Do Neuro-Muscular Adaptations Occur in Endurance-Trained Boys and Men?

Most research on the effects of endurance training has focused on endurance training's health-related benefits and metabolic effects in both children and adults. The purpose of this study was to examine the neuromuscular effects of endurance training and to investigate whether they differ in children (9.0-12.9 years) and adults (18.4-35.6 years).
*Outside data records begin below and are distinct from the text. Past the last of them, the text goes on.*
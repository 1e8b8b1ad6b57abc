//! Declarative validation scripts.

mod filesystem;
mod loader;
mod model;
mod runner;
mod template;

pub use filesystem::{FileSystem, RealFileSystem};
pub use loader::{LOCAL_SCRIPT_NAME, LoadedScript, ScriptLoader, parse_script};
pub use model::{Assertion, AssertionKind, Script};
pub use runner::{RunStats, ScriptRunner};
pub use template::{Bindings, RESERVED_NAMES, is_valid_binding};
use std::fmt;

use crate::error::{Result, TreeGuardError};

/// Parsed cardinality specifier for an assertion.
///
/// | Spec        | `min_n` | `max_n`   | `max_index` |
/// |-------------|---------|-----------|-------------|
/// | `*` / `0+`  | 0       | unbounded | -1          |
/// | `+` / `1+`  | 1       | unbounded | -1          |
/// | `?` / `0-1` | 0       | 1         | 0           |
/// | `N+`        | N       | unbounded | -1          |
/// | `N`         | N       | N         | N-1         |
/// | `M-N`       | M       | N         | N-1         |
#[derive(Debug, Clone, PartialEq, Eq)]
pub struct Quantity {
    spec: String,
    min_n: usize,
    max_n: Option<usize>,
}

impl Quantity {
    /// Specifier applied to plural assertions when none is given.
    pub const DEFAULT_PLURAL: &'static str = "1+";
    /// Specifier forced onto singular assertions.
    pub const SINGULAR: &'static str = "1";

    /// Parse a specifier string. The whole string must match one of the forms.
    ///
    /// # Errors
    /// Returns `InvalidQuantity` for unknown forms and for ranges whose minimum
    /// exceeds their maximum.
    pub fn parse(spec: &str) -> Result<Self> {
        let (min_n, max_n) = Self::parse_bounds(spec).ok_or_else(|| invalid(spec))?;
        if max_n.is_some_and(|max| min_n > max) {
            return Err(invalid(spec));
        }
        Ok(Self {
            spec: spec.to_string(),
            min_n,
            max_n,
        })
    }

    fn parse_bounds(spec: &str) -> Option<(usize, Option<usize>)> {
        match spec {
            "*" => Some((0, None)),
            "+" => Some((1, None)),
            "?" => Some((0, Some(1))),
            _ => {
                if let Some(min) = spec.strip_suffix('+') {
                    return Some((parse_count(min)?, None));
                }
                if let Some((min, max)) = spec.split_once('-') {
                    return Some((parse_count(min)?, Some(parse_count(max)?)));
                }
                let n = parse_count(spec)?;
                Some((n, Some(n)))
            }
        }
    }

    /// The original specifier string.
    #[must_use]
    pub fn spec(&self) -> &str {
        &self.spec
    }

    #[must_use]
    pub const fn min_n(&self) -> usize {
        self.min_n
    }

    /// Maximum count to retain; `None` means unbounded.
    #[must_use]
    pub const fn max_n(&self) -> Option<usize> {
        self.max_n
    }

    /// Zero-based index bound for truncation, `-1` meaning "do not truncate".
    ///
    /// A maximum of zero also yields `-1`, so `"0"` retains every match.
    #[must_use]
    pub fn max_index(&self) -> isize {
        self.retain_limit()
            .and_then(|limit| isize::try_from(limit - 1).ok())
            .unwrap_or(-1)
    }

    /// Number of leading candidates to keep, `None` for no truncation.
    #[must_use]
    pub fn retain_limit(&self) -> Option<usize> {
        self.max_n.filter(|&max| max > 0)
    }

    /// Truncate an ordered candidate list to the retained prefix.
    pub fn limit<T>(&self, items: &mut Vec<T>) {
        if let Some(limit) = self.retain_limit() {
            items.truncate(limit);
        }
    }

    /// Whether `count` items fall short of the minimum.
    #[must_use]
    pub const fn is_shortfall(&self, count: usize) -> bool {
        count < self.min_n
    }
}

impl fmt::Display for Quantity {
    fn fmt(&self, f: &mut fmt::Formatter<'_>) -> fmt::Result {
        f.write_str(&self.spec)
    }
}

impl std::str::FromStr for Quantity {
    type Err = TreeGuardError;

    fn from_str(s: &str) -> Result<Self> {
        Self::parse(s)
    }
}

fn parse_count(digits: &str) -> Option<usize> {
    if digits.is_empty() || !digits.bytes().all(|b| b.is_ascii_digit()) {
        return None;
    }
    digits.parse().ok()
}

fn invalid(spec: &str) -> TreeGuardError {
    TreeGuardError::InvalidQuantity {
        spec: spec.to_string(),
    }
}

#[cfg(test)]
#[path = "quantity_tests.rs"]
mod tests;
Maximal isometric torque, rate of torque development (RTD), rate of muscle activation (Q30), electromechanical delay (EMD), and time to peak torque and peak RTD were determined by isokinetic dynamometry and surface electromyography (EMG) in elbow and knee flexion and extension. The subjects were 12 endurance-trained and 16 untrained boys, and 15 endurance-trained and 20 untrained men. The adults displayed consistently higher peak torque, RTD, and Q30, in both absolute and normalized values, whereas the boys had longer EMD (64.7+/-17.1 vs. 56.6+/-15.4 ms) and time to peak RTD (98.5+/-32.1 vs. 80.4+/-15.0 ms for boys and men, respectively). Q30, normalized for peak EMG amplitude, was the only observed training effect (1.95+/-1.16 vs. 1.10+/-0.67 ms for trained and untrained men, respectively). This effect could not be shown in the boys. The findings show normalized muscle strength and rate of activation to be lower in children compared with adults, regardless of training status. Because the observed higher Q30 values were not matched by corresponding higher performance measures in the trained men, the functional and discriminatory significance of Q30 remains unclear. Endurance training does not appear to affect muscle strength or rate of force development in either men or boys.